[EXERCISE PROMPT] Which lines in the records below contain the word "only"? Copy each one out.

- Opening Delimiter -

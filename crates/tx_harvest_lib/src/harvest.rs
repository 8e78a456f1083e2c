use crate::debug::DebugRecorder;
use crate::extract::{extract_calldata_len, extract_hash, extract_sender, extract_tx_type};
use crate::model::{BlockRef, DebugSample, NodeBlock, NodeTransaction, TransactionRecord, TxPayload};
use crate::source::BlockSource;
use crate::table::TransactionTable;
use std::ops::RangeInclusive;
use std::path::PathBuf;
use std::time::Duration;

/// Descending scan range: `block_count` blocks ending at `head`, clamped at 0.
pub fn scan_range(head: u64, block_count: u64) -> RangeInclusive<u64> {
    let end = head.saturating_add(1).saturating_sub(block_count);
    end..=head
}

fn record_from_tx(
    block_number: u64,
    block: &NodeBlock,
    tx: &NodeTransaction,
    fallback_hash: Option<&str>,
) -> TransactionRecord {
    TransactionRecord {
        block_number,
        block_timestamp: block.timestamp,
        tx_hash: extract_hash(tx, fallback_hash),
        tx_type: Some(extract_tx_type(tx)),
        sender: extract_sender(tx),
        calldata_len: Some(extract_calldata_len(tx)),
    }
}

/// Walks recent blocks one fetch at a time and turns their transactions into
/// table rows.
pub struct Harvester<S: BlockSource> {
    source: S,
    debug_path: Option<PathBuf>,
}

impl<S: BlockSource> Harvester<S> {
    pub fn new(source: S) -> Self {
        Harvester {
            source,
            debug_path: None,
        }
    }

    /// Where debug samples are written at the end of a run. Without a path
    /// samples are only logged.
    pub fn with_debug_path(mut self, path: PathBuf) -> Self {
        self.debug_path = Some(path);
        self
    }

    pub async fn harvest(&self, block_count: u64, inter_tx_delay: Duration) -> TransactionTable {
        let (table, _recorder) = self.harvest_with_samples(block_count, inter_tx_delay).await;
        table
    }

    /// Same as [`Harvester::harvest`], also handing back the debug samples of
    /// the run.
    pub async fn harvest_with_samples(
        &self,
        block_count: u64,
        inter_tx_delay: Duration,
    ) -> (TransactionTable, DebugRecorder) {
        let mut recorder = DebugRecorder::new();

        let head = match self.source.block(BlockRef::Latest).await {
            Ok(block) => block,
            Err(err) => {
                log::error!("Failed to fetch latest block: {}", err);
                return (TransactionTable::empty(), recorder);
            }
        };
        let Some(start) = head.number else {
            log::error!("Latest block missing block number; aborting");
            return (TransactionTable::empty(), recorder);
        };

        let range = scan_range(start, block_count);
        log::info!("Scanning blocks {} down to {}", range.end(), range.start());

        let mut rows = Vec::new();
        for block_number in range.rev() {
            let block = match self.source.block(BlockRef::Number(block_number)).await {
                Ok(block) => block,
                Err(err) => {
                    log::warn!("Error fetching block {}: {}", block_number, err);
                    continue;
                }
            };

            match block.payload() {
                TxPayload::Inline(txs) => {
                    log::debug!("Block {}: {} inline transactions", block_number, txs.len());
                    for tx in &txs {
                        rows.push(record_from_tx(block_number, &block, tx, None));
                    }
                }
                TxPayload::HashRefs(hashes) => {
                    log::debug!("Block {}: {} transaction hashes", block_number, hashes.len());
                    for hash in &hashes {
                        let row = match self.source.transaction(hash).await {
                            Ok(tx) => record_from_tx(block_number, &block, &tx, Some(hash.as_str())),
                            Err(err) => {
                                log::warn!("Could not fetch tx {} in block {}: {}", hash, block_number, err);
                                TransactionRecord {
                                    block_number,
                                    block_timestamp: block.timestamp,
                                    tx_hash: Some(hash.clone()),
                                    tx_type: None,
                                    sender: None,
                                    calldata_len: None,
                                }
                            }
                        };
                        rows.push(row);
                        if !inter_tx_delay.is_zero() {
                            tokio::time::sleep(inter_tx_delay).await;
                        }
                    }
                }
                TxPayload::Unusable { field_type, repr } => {
                    log::warn!("No usable tx info in block {}", block_number);
                    recorder.record(DebugSample {
                        block_number,
                        transactions_field_type: field_type,
                        transactions_repr: repr,
                    });
                }
            }
        }

        if let Some(path) = &self.debug_path {
            match recorder.flush(path) {
                Ok(true) => log::info!("Wrote debug samples to {}", path.display()),
                Ok(false) => {}
                Err(err) => log::error!("Failed to write debug JSON: {}", err),
            }
        } else if !recorder.is_empty() {
            log::warn!("{} blocks without usable transactions", recorder.samples().len());
        }

        log::info!("Harvested {} transactions", rows.len());
        (TransactionTable::from_rows(rows), recorder)
    }
}
mod wrapped;

pub use wrapped::HarvestError;

/// Export macros for creating errors
mod macros;
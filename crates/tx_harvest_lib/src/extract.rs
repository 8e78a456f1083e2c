use crate::model::NodeTransaction;
use crate::utils::value_to_text;
use serde_json::Value;

pub const HASH_FIELDS: &[&str] = &["hash", "tx_hash", "transaction_hash"];
pub const SENDER_FIELDS: &[&str] = &["sender_address", "from_address", "caller_address", "from"];
pub const CALLDATA_FIELDS: &[&str] = &["calldata", "call_data", "data", "input"];

/// First non-null value among `names`, trying attributes before mapping keys.
fn first_present(tx: &NodeTransaction, names: &[&str]) -> Option<Value> {
    if let Some(value) = names.iter().find_map(|name| tx.attribute(name)) {
        return Some(value);
    }
    names
        .iter()
        .find_map(|name| tx.entry(name).filter(|value| !value.is_null()).cloned())
}

pub fn extract_hash(tx: &NodeTransaction, fallback: Option<&str>) -> Option<String> {
    first_present(tx, HASH_FIELDS)
        .map(|value| value_to_text(&value))
        .or_else(|| fallback.map(|hash| hash.to_string()))
}

pub fn extract_sender(tx: &NodeTransaction) -> Option<String> {
    first_present(tx, SENDER_FIELDS).map(|value| value_to_text(&value))
}

/// Element count for list calldata, estimated byte count for hex text.
pub fn extract_calldata_len(tx: &NodeTransaction) -> u64 {
    match first_present(tx, CALLDATA_FIELDS) {
        Some(Value::Array(items)) => items.len() as u64,
        Some(Value::String(text)) => estimate_hex_bytes(&text),
        _ => 0,
    }
}

/// Half the hex digit count; the character set is not validated.
pub fn estimate_hex_bytes(text: &str) -> u64 {
    let digits = text.strip_prefix("0x").unwrap_or(text);
    (digits.chars().count() / 2) as u64
}

pub fn extract_tx_type(tx: &NodeTransaction) -> String {
    tx.variant_tag()
}

#[cfg(test)]
mod tests {
    use super::*;
    use serde_json::json;

    fn mapping(value: Value) -> NodeTransaction {
        NodeTransaction::from_json(value)
    }

    #[test]
    fn test_hash_fallback_when_no_candidate_present() {
        let tx = mapping(json!({"type": "INVOKE"}));
        assert_eq!(extract_hash(&tx, Some("0xfeed")), Some("0xfeed".to_string()));
        assert_eq!(extract_hash(&tx, None), None);
    }

    #[test]
    fn test_hash_candidates_in_order() {
        let tx = mapping(json!({"transaction_hash": "0x3", "tx_hash": "0x2"}));
        assert_eq!(extract_hash(&tx, Some("0xfeed")), Some("0x2".to_string()));

        let tx = mapping(json!({"hash": null, "transaction_hash": "0x3"}));
        assert_eq!(extract_hash(&tx, None), Some("0x3".to_string()));
    }

    #[test]
    fn test_hash_is_stringified() {
        let tx = mapping(json!({"transaction_hash": 255}));
        assert_eq!(extract_hash(&tx, None), Some("255".to_string()));
    }

    #[test]
    fn test_sender_candidates() {
        let tx = mapping(json!({"from_address": "0xabc", "caller_address": "0xdef"}));
        assert_eq!(extract_sender(&tx), Some("0xabc".to_string()));

        let tx = mapping(json!({"type": "L1_HANDLER"}));
        assert_eq!(extract_sender(&tx), None);
    }

    #[test]
    fn test_calldata_len_sequence() {
        let tx = mapping(json!({"calldata": ["0x1", "0x2", "0x3", "0x4"]}));
        assert_eq!(extract_calldata_len(&tx), 4);

        let tx = mapping(json!({"call_data": []}));
        assert_eq!(extract_calldata_len(&tx), 0);
    }

    #[test]
    fn test_calldata_len_text() {
        assert_eq!(extract_calldata_len(&mapping(json!({"data": "0xabcdef"}))), 3);
        assert_eq!(extract_calldata_len(&mapping(json!({"data": "abcdef"}))), 3);
        assert_eq!(extract_calldata_len(&mapping(json!({"data": "0xabc"}))), 1);
        assert_eq!(extract_calldata_len(&mapping(json!({"data": ""}))), 0);
    }

    #[test]
    fn test_calldata_len_other_shapes() {
        assert_eq!(extract_calldata_len(&mapping(json!({}))), 0);
        assert_eq!(extract_calldata_len(&mapping(json!({"calldata": 12}))), 0);
        assert_eq!(extract_calldata_len(&mapping(json!({"calldata": {"a": 1}}))), 0);
        assert_eq!(extract_calldata_len(&NodeTransaction::Opaque(json!("0xabcdef"))), 0);
    }

    #[test]
    fn test_typed_transaction_fields() {
        let tx = NodeTransaction::from_json(json!({
            "hash": "0x13d8a54dec1c0a30f1cd5129f690c3e27b9aadd59504957bad4d247966dadae7",
            "nonce": "0x0",
            "from": "0x7e5f4552091a69125d5dfcb7b8c2659029395bdf",
            "value": "0x0",
            "gas": "0x5208",
            "input": "0xa9059cbb0000",
        }));
        assert!(matches!(tx, NodeTransaction::Typed { .. }));
        assert_eq!(
            extract_hash(&tx, Some("0xfeed")),
            Some("0x13d8a54dec1c0a30f1cd5129f690c3e27b9aadd59504957bad4d247966dadae7".to_string())
        );
        assert_eq!(
            extract_sender(&tx),
            Some("0x7e5f4552091a69125d5dfcb7b8c2659029395bdf".to_string())
        );
        assert_eq!(extract_calldata_len(&tx), 6);
        assert_eq!(extract_tx_type(&tx), "LegacyTransaction");
    }

    #[test]
    fn test_typed_transaction_falls_back_to_raw_keys() {
        let tx = NodeTransaction::from_json(json!({
            "hash": "0x13d8a54dec1c0a30f1cd5129f690c3e27b9aadd59504957bad4d247966dadae7",
            "nonce": "0x0",
            "value": "0x0",
            "gas": "0x5208",
            "input": "0x",
            "sender_address": "0xabc",
            "calldata": ["0x1", "0x2", "0x3"],
        }));
        assert!(matches!(tx, NodeTransaction::Typed { .. }));
        assert_eq!(extract_sender(&tx), Some("0xabc".to_string()));
        assert_eq!(extract_calldata_len(&tx), 3);
    }

    #[test]
    fn test_missing_attribute_does_not_hide_other_fields() {
        // no `from`: the sender lookup comes up empty, the rest still resolves
        let tx = NodeTransaction::from_json(json!({
            "hash": "0x13d8a54dec1c0a30f1cd5129f690c3e27b9aadd59504957bad4d247966dadae7",
            "nonce": "0x0",
            "value": "0x0",
            "gas": "0x5208",
            "input": "0xabcd",
        }));
        assert_eq!(extract_sender(&tx), None);
        assert_eq!(extract_calldata_len(&tx), 2);
        assert!(extract_hash(&tx, None).is_some());
    }
}
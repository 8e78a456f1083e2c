use crate::err_parse_create;
use crate::error::HarvestError;
use crate::utils::{json_type_name, to_pascal_case, truncate_chars, value_to_text, value_to_u64};
use serde::{Deserialize, Serialize};
use serde_json::{Map, Value};
use std::fmt;
use web3::types::Transaction;

pub const DEBUG_REPR_MAX_CHARS: usize = 400;

#[derive(Debug, Clone, Copy, PartialEq, Eq)]
pub enum BlockRef {
    Latest,
    Number(u64),
}

impl fmt::Display for BlockRef {
    fn fmt(&self, f: &mut fmt::Formatter<'_>) -> fmt::Result {
        match self {
            BlockRef::Latest => write!(f, "latest"),
            BlockRef::Number(n) => write!(f, "{}", n),
        }
    }
}

/// Block as returned by the node, reduced to what the harvester reads.
#[derive(Debug, Clone)]
pub struct NodeBlock {
    pub number: Option<u64>,
    pub timestamp: Option<u64>,
    pub transactions: Value,
    pub transaction_hashes: Option<Value>,
}

impl NodeBlock {
    pub fn from_json(value: Value) -> Result<Self, HarvestError> {
        let mut fields = match value {
            Value::Object(fields) => fields,
            other => {
                return Err(err_parse_create!(
                    "Block is not an object but {}",
                    json_type_name(&other)
                ))
            }
        };
        let number = ["block_number", "number"]
            .iter()
            .find_map(|name| fields.get(*name).and_then(value_to_u64));
        let timestamp = fields.get("timestamp").and_then(value_to_u64);
        Ok(NodeBlock {
            number,
            timestamp,
            transactions: fields.remove("transactions").unwrap_or(Value::Null),
            transaction_hashes: fields
                .remove("transaction_hashes")
                .filter(|v| !v.is_null()),
        })
    }

    /// Decides once per block how its transactions have to be harvested.
    pub fn payload(&self) -> TxPayload {
        if let Value::Array(items) = &self.transactions {
            if items.first().map_or(false, |first| !is_text_like(first)) {
                return TxPayload::Inline(items.iter().cloned().map(NodeTransaction::from_json).collect());
            }
        }

        let references: &[Value] = match &self.transaction_hashes {
            Some(Value::Array(hashes)) if !hashes.is_empty() => hashes.as_slice(),
            _ => match &self.transactions {
                Value::Array(items) => items.as_slice(),
                _ => &[],
            },
        };
        let hashes: Vec<String> = references.iter().map(hash_reference_to_text).collect();
        if hashes.is_empty() {
            let repr = serde_json::to_string(&self.transactions)
                .unwrap_or_else(|_| self.transactions.to_string());
            TxPayload::Unusable {
                field_type: json_type_name(&self.transactions).to_string(),
                repr: truncate_chars(&repr, DEBUG_REPR_MAX_CHARS),
            }
        } else {
            TxPayload::HashRefs(hashes)
        }
    }
}

#[derive(Debug, Clone)]
pub enum TxPayload {
    /// Full transaction objects embedded in the block.
    Inline(Vec<NodeTransaction>),
    /// Bare hashes, each needs a secondary fetch.
    HashRefs(Vec<String>),
    /// Empty or unrecognized payload.
    Unusable { field_type: String, repr: String },
}

fn is_text_like(value: &Value) -> bool {
    value.is_string() || is_byte_array(value)
}

fn is_byte_array(value: &Value) -> bool {
    match value {
        Value::Array(items) => {
            !items.is_empty()
                && items
                    .iter()
                    .all(|item| item.as_u64().map_or(false, |b| b <= u8::MAX as u64))
        }
        _ => false,
    }
}

fn hash_reference_to_text(value: &Value) -> String {
    match value {
        Value::Array(items) if is_byte_array(value) => {
            let bytes: Vec<u8> = items
                .iter()
                .filter_map(|item| item.as_u64().map(|b| b as u8))
                .collect();
            format!("0x{}", hex::encode(bytes))
        }
        other => value_to_text(other),
    }
}

/// A transaction in whatever shape the node handed it over.
#[derive(Debug, Clone)]
pub enum NodeTransaction {
    /// Decoded Ethereum transaction, fields reachable as attributes. The raw
    /// keys stay available for fields the typed model does not know.
    Typed {
        tx: Box<Transaction>,
        fields: Map<String, Value>,
    },
    /// Key-value mapping of a shape without a typed model (e.g. Starknet).
    Mapping(Map<String, Value>),
    /// Anything that is not an object at all.
    Opaque(Value),
}

impl NodeTransaction {
    pub fn from_json(value: Value) -> Self {
        match value {
            Value::Object(fields) => {
                match serde_json::from_value::<Transaction>(Value::Object(fields.clone())) {
                    Ok(tx) => NodeTransaction::Typed {
                        tx: Box::new(tx),
                        fields,
                    },
                    Err(_) => NodeTransaction::Mapping(fields),
                }
            }
            other => NodeTransaction::Opaque(other),
        }
    }

    /// Attribute access, only meaningful for typed transactions.
    pub fn attribute(&self, name: &str) -> Option<Value> {
        let NodeTransaction::Typed { tx, .. } = self else {
            return None;
        };
        let text = match name {
            "hash" => format!("{:#x}", tx.hash),
            "from" => format!("{:#x}", tx.from?),
            "to" => format!("{:#x}", tx.to?),
            "input" => format!("0x{}", hex::encode(&tx.input.0)),
            "nonce" => format!("{:#x}", tx.nonce),
            "value" => format!("{:#x}", tx.value),
            _ => return None,
        };
        Some(Value::String(text))
    }

    /// Key access on the raw object, typed or not.
    pub fn entry(&self, name: &str) -> Option<&Value> {
        match self {
            NodeTransaction::Typed { fields, .. } | NodeTransaction::Mapping(fields) => fields.get(name),
            _ => None,
        }
    }

    /// Name of the concrete transaction variant, used as a coarse kind.
    pub fn variant_tag(&self) -> String {
        match self {
            NodeTransaction::Typed { tx, .. } => {
                ethereum_variant_name(tx.transaction_type.map(|t| t.as_u64()).unwrap_or(0))
            }
            NodeTransaction::Mapping(fields) => mapping_variant_name(fields),
            NodeTransaction::Opaque(value) => format!("Opaque{}", to_pascal_case(json_type_name(value))),
        }
    }
}

fn ethereum_variant_name(tx_type: u64) -> String {
    match tx_type {
        0 => "LegacyTransaction".to_string(),
        1 => "AccessListTransaction".to_string(),
        2 => "DynamicFeeTransaction".to_string(),
        n => format!("Type{}Transaction", n),
    }
}

fn mapping_variant_name(fields: &Map<String, Value>) -> String {
    let Some(tx_type) = fields.get("type").filter(|v| !v.is_null()) else {
        return "RawTransaction".to_string();
    };
    let tx_type = value_to_text(tx_type);
    if tx_type.starts_with("0x") {
        if let Some(n) = crate::utils::parse_quantity(&tx_type) {
            return ethereum_variant_name(n);
        }
    }
    let version = fields.get("version").and_then(value_to_u64);
    match version {
        Some(v) => format!("{}TransactionV{}", to_pascal_case(&tx_type), v),
        None => format!("{}Transaction", to_pascal_case(&tx_type)),
    }
}

/// One row of the harvested table. Column order is part of the output format.
#[derive(Debug, Clone, PartialEq, Eq, Serialize, Deserialize)]
pub struct TransactionRecord {
    pub block_number: u64,
    pub block_timestamp: Option<u64>,
    pub tx_hash: Option<String>,
    pub tx_type: Option<String>,
    pub sender: Option<String>,
    pub calldata_len: Option<u64>,
}

#[derive(Debug, Clone, PartialEq, Eq, Serialize)]
pub struct DebugSample {
    pub block_number: u64,
    pub transactions_field_type: String,
    pub transactions_repr: String,
}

- Closing Delimiter -

[OUTPUT FOR THIS TASK]
    /// samples are only logged.
    /// Attribute access, only meaningful for typed transactions.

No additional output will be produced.